::: Data for the task :::
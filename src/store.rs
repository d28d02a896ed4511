use std::collections::HashMap;

use crate::schemas::{Expense, Group};

pub trait Keyed {
    fn key(&self) -> &str;
}

impl Keyed for Group {
    fn key(&self) -> &str {
        &self.id
    }
}

impl Keyed for Expense {
    fn key(&self) -> &str {
        &self.id
    }
}

/// Rows in arrival order, reconciled by id. A row seen through both the
/// initial fetch and a live notification is kept once.
#[derive(Debug)]
pub struct RecordStore<T> {
    rows: Vec<T>,
    index: HashMap<String, usize>,
}

impl<T> Default for RecordStore<T> {
    fn default() -> Self {
        RecordStore {
            rows: Vec::new(),
            index: HashMap::new(),
        }
    }
}

impl<T: Keyed> RecordStore<T> {
    pub fn replace_all(&mut self, rows: Vec<T>) {
        self.clear();
        for row in rows {
            self.upsert(row);
        }
    }

    /// Inserts or overwrites the row with the same id. Returns true when the
    /// id was not present yet.
    pub fn upsert(&mut self, row: T) -> bool {
        match self.index.get(row.key()) {
            Some(&position) => {
                self.rows[position] = row;
                false
            }
            None => {
                self.index.insert(row.key().to_string(), self.rows.len());
                self.rows.push(row);
                true
            }
        }
    }

    pub fn clear(&mut self) {
        self.rows.clear();
        self.index.clear();
    }

    pub fn iter(&self) -> impl Iterator<Item = &T> {
        self.rows.iter()
    }
}
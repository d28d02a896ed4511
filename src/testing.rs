//! Fixtures shared by the unit test modules.
use std::sync::Arc;
use std::time::Duration;

use crate::backend::{Auth, Backend, MemoryBackend};
use crate::schemas::Session;
use crate::token::SessionSigner;

pub const PASSWORD: &str = "correct horse";

pub fn memory_backend() -> (Backend, Arc<MemoryBackend>) {
    let memory = Arc::new(MemoryBackend::new(SessionSigner::new(
        "test-secret",
        Duration::from_secs(600),
    )));
    (Backend::new(memory.clone()), memory)
}

pub async fn signed_in(memory: &MemoryBackend, email: &str) -> Session {
    memory.sign_up(email, PASSWORD).await.expect("sign up");
    memory
        .sign_in_with_password(email, PASSWORD)
        .await
        .expect("sign in")
}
:::
Description of the task: Lines from the beginning of the data above through the line containing "self.rows[position] = row;" are to be returned exactly, and no others.

Exercise result:
filename src/store.rs
repository d28d02a896ed4511
use std::collections::HashMap;

use crate::schemas::{Expense, Group};

pub trait Keyed {
    fn key(&self) -> &str;
}

impl Keyed for Group {
    fn key(&self) -> &str {
        &self.id
    }
}

impl Keyed for Expense {
    fn key(&self) -> &str {
        &self.id
    }
}

/// Rows in arrival order, reconciled by id. A row seen through both the
/// initial fetch and a live notification is kept once.
#[derive(Debug)]
pub struct RecordStore<T> {
    rows: Vec<T>,
    index: HashMap<String, usize>,
}

impl<T> Default for RecordStore<T> {
    fn default() -> Self {
        RecordStore {
            rows: Vec::new(),
            index: HashMap::new(),
        }
    }
}

impl<T: Keyed> RecordStore<T> {
    pub fn replace_all(&mut self, rows: Vec<T>) {
        self.clear();
        for row in rows {
            self.upsert(row);
        }
    }

    /// Inserts or overwrites the row with the same id. Returns true when the
    /// id was not present yet.
    pub fn upsert(&mut self, row: T) -> bool {
        match self.index.get(row.key()) {
            Some(&position) => {
                self.rows[position] = row;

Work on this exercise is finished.